Finalmente Como torna con i forti

Como è tra i forti. E la dice lunga il fatto che l'ultima volta che questa espressione fu usata si era al tempo del Barbarossa. Pazienza se i forti sono i poteri che, stando ai detrattori della prima ora, caratterizzano il governo di Mario Monti. E pazienza se il ministro, anzi superministro comasco, Corrado Passera, sembra essere lì apposta a dargli ragione visto che entra nella porta del dicastero subito dopo essere uscito da quella di Intesa-San Paolo.

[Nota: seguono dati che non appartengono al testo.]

#[cfg(test)]
mod tests {
    use super::*;

    use approx::assert_relative_eq;
    use nalgebra::DVector;

    use crate::{
        system::{AssemblyOptions, AssemblySystem},
        test_support::{assert_jacobian_matches_differences, initialized, sheared_triangle},
    };

    fn config() -> InputConfig {
        InputConfig::new()
            .with("Physics/AxisymmetricMagnetostatics/sigma", 2.0)
            .with("Physics/AxisymmetricMagnetostatics/mu", 0.5)
            .with("Physics/AxisymmetricMagnetostatics/source_current", 1.5)
            .with("Physics/AxisymmetricMagnetostatics/A_flux_boundaries", vec![1.0])
            .with("Physics/AxisymmetricMagnetostatics/A_flux_values", vec![-0.25])
            .with("Physics/AxisymmetricMagnetostatics/V_flux_boundaries", vec![0.0])
            .with("Physics/AxisymmetricMagnetostatics/V_flux_values", vec![3.0])
    }

    fn system(x0: f64) -> AssemblySystem {
        initialized(
            sheared_triangle(x0),
            vec![Box::new(AxisymmetricMagnetostatics::from_config(&config()).unwrap())],
        )
    }

    #[test]
    fn registers_two_potentials_with_only_a_evolving() {
        let system = system(1.0);
        let registry = system.registry();

        let a = registry.variable_number("A").unwrap();
        let v = registry.variable_number("V").unwrap();
        assert!(registry.variable(a).is_time_evolving());
        assert!(!registry.variable(v).is_time_evolving());
        assert_eq!(system.n_dofs(), 6);
    }

    #[test]
    fn analytic_jacobian_matches_differences() {
        let system = system(1.0);
        let u = DVector::from_vec(vec![0.3, -0.1, 0.8, 2.0, 1.0, -1.0]);
        let u_dot = DVector::from_vec(vec![1.0, 0.0, -0.5, 0.0, 0.0, 0.0]);

        assert_jacobian_matches_differences(&system, &u, &u_dot, &AssemblyOptions::steady());
        assert_jacobian_matches_differences(&system, &u, &u_dot, &AssemblyOptions::transient(5.0));
    }

    #[test]
    fn electric_flux_is_weighted_by_radius() {
        let system = system(1.0);
        let zero = DVector::zeros(6);
        let assembled = system
            .assemble(&zero, &zero, &AssemblyOptions::steady().residual_only())
            .unwrap();

        // Side 0 runs from r = 1 to r = 3: ∫φ_0·r = 5/3, ∫φ_1·r = 7/3.
        let v = 3..6;
        let residual = assembled.residual.rows(v.start, v.len());
        assert_relative_eq!(residual[0], -3.0 * 5.0 / 3.0, epsilon = 1e-12);
        assert_relative_eq!(residual[1], -3.0 * 7.0 / 3.0, epsilon = 1e-12);
        assert_relative_eq!(residual[2], 0.0, epsilon = 1e-12);
    }

    #[test]
    fn elements_crossing_the_axis_are_rejected() {
        let system = system(-1.5);
        let zero = DVector::zeros(6);

        assert!(matches!(
            system.assemble(&zero, &zero, &AssemblyOptions::steady()),
            Err(AssemblyError::NonPhysical {
                quantity: "radius",
                ..
            })
        ));
    }

    #[test]
    fn every_radius_weighted_callback_checks_the_radius() {
        let system = system(-1.5);
        let zero = DVector::zeros(6);
        let physics = system.physics().next().unwrap();
        let radius_rejected = |result: Result<JacobianStatus, AssemblyError>| {
            matches!(
                result,
                Err(AssemblyError::NonPhysical {
                    quantity: "radius",
                    ..
                })
            )
        };

        let mut context = system.element_context(0, &zero, &zero, 1.0).unwrap();
        assert!(radius_rejected(physics.element_constraint(true, &mut context)));

        let mut context = system.element_context(0, &zero, &zero, 1.0).unwrap();
        assert!(radius_rejected(physics.mass_residual(true, &mut context)));
    }

    #[test]
    fn rejects_mismatched_flux_lists() {
        let mismatched = config().with(
            "Physics/AxisymmetricMagnetostatics/V_flux_values",
            vec![1.0, 2.0],
        );
        assert!(matches!(
            AxisymmetricMagnetostatics::from_config(&mismatched),
            Err(ConfigError::InvalidValue { .. })
        ));

        let fractional_id = config().with(
            "Physics/AxisymmetricMagnetostatics/A_flux_boundaries",
            vec![2.5],
        );
        assert!(matches!(
            AxisymmetricMagnetostatics::from_config(&fractional_id),
            Err(ConfigError::InvalidValue { .. })
        ));
    }

    #[test]
    fn sigma_is_a_parameter() {
        let mut system = system(1.0);
        let mut sigma = system.parameter("Physics/AxisymmetricMagnetostatics/sigma");
        assert_eq!(sigma.get(), Some(2.0));
        sigma.set(4.0);

        let zero = DVector::zeros(6);
        let rate = DVector::from_vec(vec![1.0, 1.0, 1.0, 0.0, 0.0, 0.0]);
        let transient = system
            .assemble(&zero, &rate, &AssemblyOptions::transient(1.0).residual_only())
            .unwrap()
            .residual;
        let steady = system
            .assemble(&zero, &rate, &AssemblyOptions::steady().residual_only())
            .unwrap()
            .residual;

        // σ·∫φ_i·r summed over i is σ·∫r = 4 · (area · r̄) = 4 · 3 · 2.
        let mass: f64 = (0..3).map(|i| transient[i] - steady[i]).sum();
        assert_relative_eq!(mass, 24.0, epsilon = 1e-10);
    }
}
impl Laminar1DFlame {
    /// # Errors
    ///
    /// Returns [`ConfigError::InvalidValue`] if `mixture` does not describe
    /// one species per configured name.
    pub fn new(
        options: FlameOptions,
        mixture: Box<dyn TransportMixture>,
    ) -> Result<Self, ConfigError> {
        if mixture.n_species() != options.species.len() {
            return Err(ConfigError::invalid(
                SPECIES_KEY,
                format!(
                    "{} species listed but the mixture describes {}",
                    options.species.len(),
                    mixture.n_species()
                ),
            ));
        }
        Ok(Self {
            options,
            mixture,
            vars: None,
        })
    }

    /// Builds the flame and its mixture from `config`.
    ///
    /// The mixture is chosen by `Physics/Laminar1DFlame/transport_model`;
    /// only `constant` is available.
    ///
    /// # Errors
    ///
    /// Returns a [`ConfigError`] for invalid options or an unknown model.
    pub fn from_config(config: &InputConfig) -> Result<Self, ConfigError> {
        let options = FlameOptions::from_config(config)?;

        let mixture: Box<dyn TransportMixture> =
            match config.str_or(&physics_key(NAME, "transport_model"), "constant")? {
                "constant" => Box::new(ConstantTransportMixture::from_config(
                    config,
                    NAME,
                    &options.species,
                )?),
                other => {
                    return Err(ConfigError::UnknownModel {
                        kind: "transport",
                        value: other.to_owned(),
                    });
                }
            };

        log::debug!(
            "{NAME}: {} species, {}, {}",
            options.species.len(),
            if options.fixed_density.is_some() {
                "fixed density"
            } else {
                "ideal-gas density"
            },
            if options.propagating.is_some() {
                "propagating"
            } else {
                "burner-stabilized"
            }
        );
        Self::new(options, mixture)
    }

    /// The species mass fraction variables, in species-list order.
    ///
    /// # Panics
    ///
    /// Panics if called before `init_variables`.
    #[must_use]
    pub fn species(&self) -> &[VariableIndex] {
        &self.vars().species
    }

    /// # Panics
    ///
    /// Panics if called before `init_variables`.
    #[must_use]
    pub fn temperature(&self) -> VariableIndex {
        self.vars().temperature
    }

    /// The `Mdot` variable of a propagating flame.
    ///
    /// # Panics
    ///
    /// Panics if called before `init_variables`.
    #[must_use]
    pub fn mass_flux(&self) -> Option<VariableIndex> {
        self.vars().mass_flux
    }

    fn vars(&self) -> &FlameVariables {
        self.vars
            .as_ref()
            .unwrap_or_else(|| panic!("{NAME} used before init_variables"))
    }

    fn current_mass_flux(&self, state: &ElementState) -> f64 {
        match self.vars().mass_flux {
            Some(mdot) => state.coefficients(mdot)[0],
            None => self.options.mass_flux,
        }
    }

    fn mass_fractions(&self, state: &ElementState, qp: usize) -> Vec<f64> {
        self.species()
            .iter()
            .map(|&s| state.interior_value(s, qp))
            .collect()
    }

    /// Evaluates (or recalls) density, `c_p`, and `k` at `qp`.
    fn properties(
        &self,
        state: &ElementState,
        cache: &mut CachedValues,
        qp: usize,
        mixture_state: &MixtureState<'_>,
    ) -> Result<PointProperties, AssemblyError> {
        let element = state.element();
        let property = |quantity: &'static str| {
            move |source: PropertyError| AssemblyError::Property {
                quantity,
                element,
                source,
            }
        };

        let density = cache.try_get_or_compute(CachedQuantity::MixtureDensity, qp, || {
            let rho = match self.options.fixed_density {
                Some(rho) => rho.get::<kilogram_per_cubic_meter>(),
                None => self
                    .mixture
                    .density(mixture_state)
                    .map_err(property("density"))?,
            };
            AssemblyError::check_positive("density", rho, element, qp)
        })?;

        let specific_heat = cache.try_get_or_compute(CachedQuantity::MixtureSpecificHeatP, qp, || {
            let cp = self
                .mixture
                .specific_heat(mixture_state)
                .map_err(property("specific heat"))?;
            AssemblyError::check_positive("specific heat", cp, element, qp)
        })?;

        let conductivity =
            cache.try_get_or_compute(CachedQuantity::MixtureThermalConductivity, qp, || {
                let k = self
                    .mixture
                    .thermal_conductivity(mixture_state)
                    .map_err(property("thermal conductivity"))?;
                AssemblyError::check_positive("thermal conductivity", k, element, qp)
            })?;

        Ok(PointProperties {
            density,
            specific_heat,
            conductivity,
        })
    }
}
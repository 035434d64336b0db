//! Fixed Gauss rules for the supported element shapes.

use crate::support::mesh::ElementKind;

/// A quadrature point in reference coordinates with its reference weight.
pub(super) struct QuadraturePoint {
    pub(super) reference: [f64; 2],
    pub(super) weight: f64,
}

/// Returns the interior rule for an element shape.
///
/// Edges use three-point Gauss-Legendre on `[-1, 1]` (exact to degree 5).
/// Triangles use the three-point interior rule on the unit right triangle
/// (exact to degree 2); weights sum to the reference area `1/2`.
pub(super) fn element_rule(kind: ElementKind) -> Vec<QuadraturePoint> {
    match kind {
        ElementKind::Edge2 => {
            let a = (3.0_f64 / 5.0).sqrt();
            [(-a, 5.0 / 9.0), (0.0, 8.0 / 9.0), (a, 5.0 / 9.0)]
                .into_iter()
                .map(|(xi, weight)| QuadraturePoint {
                    reference: [xi, 0.0],
                    weight,
                })
                .collect()
        }
        ElementKind::Tri3 => [[1.0 / 6.0, 1.0 / 6.0], [2.0 / 3.0, 1.0 / 6.0], [1.0 / 6.0, 2.0 / 3.0]]
            .into_iter()
            .map(|reference| QuadraturePoint {
                reference,
                weight: 1.0 / 6.0,
            })
            .collect(),
    }
}

/// Two-point Gauss-Legendre rule on `[-1, 1]` as `(t, weight)` pairs.
pub(super) fn line_rule() -> [(f64, f64); 2] {
    let a = 1.0 / 3.0_f64.sqrt();
    [(-a, 1.0), (a, 1.0)]
}

#[cfg(test)]
mod tests {
    use super::*;

    use approx::assert_relative_eq;

    #[test]
    fn edge_rule_integrates_quintic() {
        // ∫_{-1}^{1} (x⁵ + x⁴ + 1) dx = 2/5 + 2
        let integral: f64 = element_rule(ElementKind::Edge2)
            .iter()
            .map(|qp| {
                let x = qp.reference[0];
                qp.weight * (x.powi(5) + x.powi(4) + 1.0)
            })
            .sum();
        assert_relative_eq!(integral, 2.4, epsilon = 1e-14);
    }

    #[test]
    fn triangle_rule_integrates_quadratics() {
        // ∫ ξ² over the unit right triangle is 1/12, ∫ ξη is 1/24
        let rule = element_rule(ElementKind::Tri3);
        let xx: f64 = rule.iter().map(|qp| qp.weight * qp.reference[0].powi(2)).sum();
        let xy: f64 = rule
            .iter()
            .map(|qp| qp.weight * qp.reference[0] * qp.reference[1])
            .sum();
        assert_relative_eq!(xx, 1.0 / 12.0, epsilon = 1e-14);
        assert_relative_eq!(xy, 1.0 / 24.0, epsilon = 1e-14);
    }
}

È il risultato quello che conta. E stavolta, dopo anni di vacche magre, il piatto per il territorio è ricco. Ci sono stati altri ministri di vaglia da Mario Martinelli, a Lorenzo Spallino a Virginio Bertinelli, fino al più recente Lucio Stanca. Nessuno di loro però aveva ricevuto deleghe e competenze così pesanti. Passera ne ha più di Giulio Tremonti che pure non scherzava. Allo Sviluppo Economico somma le Infrastrutture con annessi e connessi.
Di fatto è il numero due dopo il premier. Non gli mancherà certo il lavoro. C'è da sperare che trovi il tempo anche di buttare un occhio ogni tanto sulla sua città, quella in cui ha ancora interessi e affetti. D'accordo, lasciamo che si renda conto dov'è capitato. Poi le emergenze sono altre. E più importanti della nostra città. Per Como, però, solo l'idea di avere un ministro di questo calibro è una boccata d'ossigeno. La nostra è una città depressa. Non tanto e non solo per colpa di quegli eterni brontoloni dei suoi abitanti. Ma soprattutto per il ceto politico che esprime.

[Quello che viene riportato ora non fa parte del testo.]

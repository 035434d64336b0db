//! Reference finite-element evaluation.
//!
//! Given a variable's family and order and an element's vertices, this module
//! produces the quadrature data an assembly context caches per variable:
//! Jacobian-weighted quadrature weights, shape function values, gradients and
//! Laplacians, physical quadrature point coordinates, the inverse mapping Jacobian used by
//! stabilization metrics, and outward normals on sides.
//!
//! Only the data named in an [`FeRequest`] is computed. Physics modules declare
//! what they need during `init_context`; reading data that was never requested
//! is a programming error and panics.
//!
//! Supported discretizations:
//!
//! | Family     | Order    | Elements       |
//! |------------|----------|----------------|
//! | `LAGRANGE` | `FIRST`  | `Edge2`, `Tri3` |
//! | `LAGRANGE` | `SECOND` | `Edge2`        |
//! | `SCALAR`   | `FIRST`  | any            |

mod lagrange;
mod quadrature;

use std::{fmt, str::FromStr};

use nalgebra::{Matrix3, Point3, Vector3};
use thiserror::Error;

use crate::support::{config::ConfigError, mesh::ElementKind};

/// Finite-element basis family.
#[derive(Debug, Clone, Copy, PartialEq, Eq, Hash)]
pub enum FeFamily {
    /// Continuous nodal basis.
    Lagrange,
    /// A single global degree of freedom with a unit basis function.
    Scalar,
}

impl FromStr for FeFamily {
    type Err = ConfigError;

    fn from_str(s: &str) -> Result<Self, Self::Err> {
        match s {
            "LAGRANGE" => Ok(Self::Lagrange),
            "SCALAR" => Ok(Self::Scalar),
            _ => Err(ConfigError::UnknownFeFamily {
                value: s.to_owned(),
            }),
        }
    }
}

impl fmt::Display for FeFamily {
    fn fmt(&self, f: &mut fmt::Formatter<'_>) -> fmt::Result {
        f.write_str(match self {
            Self::Lagrange => "LAGRANGE",
            Self::Scalar => "SCALAR",
        })
    }
}

/// Polynomial order of a basis.
#[derive(Debug, Clone, Copy, PartialEq, Eq, Hash, PartialOrd, Ord)]
pub enum FeOrder {
    First,
    Second,
}

impl FromStr for FeOrder {
    type Err = ConfigError;

    fn from_str(s: &str) -> Result<Self, Self::Err> {
        match s {
            "FIRST" => Ok(Self::First),
            "SECOND" => Ok(Self::Second),
            _ => Err(ConfigError::UnknownFeOrder {
                value: s.to_owned(),
            }),
        }
    }
}

impl fmt::Display for FeOrder {
    fn fmt(&self, f: &mut fmt::Formatter<'_>) -> fmt::Result {
        f.write_str(match self {
            Self::First => "FIRST",
            Self::Second => "SECOND",
        })
    }
}

/// Errors raised while evaluating finite-element data.
#[derive(Debug, Clone, PartialEq, Error)]
pub enum FeError {
    #[error("{family}/{order} is not available on {kind:?} elements")]
    Unsupported {
        family: FeFamily,
        order: FeOrder,
        kind: ElementKind,
    },

    /// The element mapping is singular (zero length or area).
    #[error("degenerate element mapping: measure = {measure}")]
    Degenerate { measure: f64 },

    #[error("side {side} does not exist on {kind:?} elements")]
    InvalidSide { kind: ElementKind, side: usize },
}
//! # Twine Multiphysics
//!
//! Composable finite-element physics for coupled nonlinear systems.
//!
//! Independently developed physics modules contribute residual vectors and
//! Jacobian matrices to one shared system. Modules share degrees of freedom,
//! quadrature data, and per-element cached quantities, and support both steady
//! and transient (mass-matrix) formulations with exact or finite-difference
//! Jacobians.
//!
//! ## Crate layout
//!
//! - [`physics`]: The [`physics::Physics`] contract and concrete modules.
//! - [`system`]: Variable registration, per-element assembly context, cached
//!   quantities, and the assembly driver that invokes every module.
//! - [`support`]: Supporting utilities (constraints, configuration,
//!   stabilization metrics, reference finite elements, mesh container).
//!
//! ## Sign convention
//!
//! Every module contributes to `R(u, u̇) = M(u)·u̇ + F(u)`, whose root is the
//! discrete solution. Mass residuals accumulate `M(u)·u̇` and time-derivative
//! callbacks accumulate the spatial operator `F(u)` moved to the left-hand side.
//!
//! ## Example
//!
//! ```
//! use nalgebra::DVector;
//! use twine_multiphysics::{
//!     physics::HeatConduction,
//!     support::{config::InputConfig, mesh::Mesh},
//!     system::{AssemblyOptions, AssemblySystem},
//! };
//!
//! let config = InputConfig::new()
//!     .with("Physics/HeatConduction/k", 2.0)
//!     .with("Physics/HeatConduction/T_order", "FIRST");
//!
//! let mut system = AssemblySystem::new(Mesh::line(4, 0.0, 1.0));
//! system.add_physics(Box::new(HeatConduction::from_config(&config).unwrap()));
//! system.init().unwrap();
//!
//! let u = DVector::from_element(system.n_dofs(), 300.0);
//! let u_dot = DVector::zeros(system.n_dofs());
//! let result = system.assemble(&u, &u_dot, &AssemblyOptions::steady()).unwrap();
//!
//! // A uniform temperature field carries no conductive flux.
//! assert!(result.residual.amax() < 1e-9);
//! ```

pub mod physics;
pub mod support;
pub mod system;

#[cfg(test)]
mod test_support;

Per anni poi ci hanno sbattuto in faccia ministri varesini e lecchesi, un presidente di Regione lecchese sia pure (almeno nelle intenzioni) assessore comasco.
A noi solo le briciole. Da quanto tempo non ci prendiamo la soddisfazione di guardare dall'alto i cugini dell'altro ramo del lago (di Como, meglio precisarlo) non solo nel calcio? Anni di Castelli, Brambilla, Bossi e Maroni che spuntavano da ogni salotto televisivo. Il bello poi è come è arrivata la nomina di Passera. Fino a poche ore prima che Monti uscisse dallo studio di Napolitano con la lista sottobraccio, in pole per lo Sviluppo Economico c'era (indovinate?), un lecchese: il professor Carlo Secchi. La nomina dell'ex consigliere delegato di Intesa-San Paolo, insomma, è stato un derby vittorioso.
Godiamoci il momento. E speriamo magari che avere un ministro alle Infrastrutture comasco ci consenta di non dover sempre bussare alla Regione con il cappello in mano per poter sperare nel secondo lotto della tangenziale. O che le nostre imprese abbiano finalmente un rapporto più solido e concreto di adesso con la politica romana. Addirittura che possa contribuire a risolvere quel pasticciaccio brutto del cantiere delle paratie che, peraltro, sta proprio davanti al suo albergo. Un conflitto di interesse assolutamente perdonabile.
Se questo è davvero un governo di svolta per l'Italia, potrebbe esserlo anche per Como. Facendo tutti gli scongiuri del caso. Perché quello guidato da Mario Monti è anche un esecutivo dai mille paradossi. Dove c'è la sinistra che sostiene un ministro banchiere, o il Pdl costretto a votare la fiducia alla nutrita pattuglia di prodiani voluti accanto a sé dall'ex rettore della Bocconi. Sarà mica che un superministro comasco come mai era successo nella storia della Repubblica e non solo sarà un altro effimero paradosso? Perché anche con il Barbarossa si sa com'è andata a finire.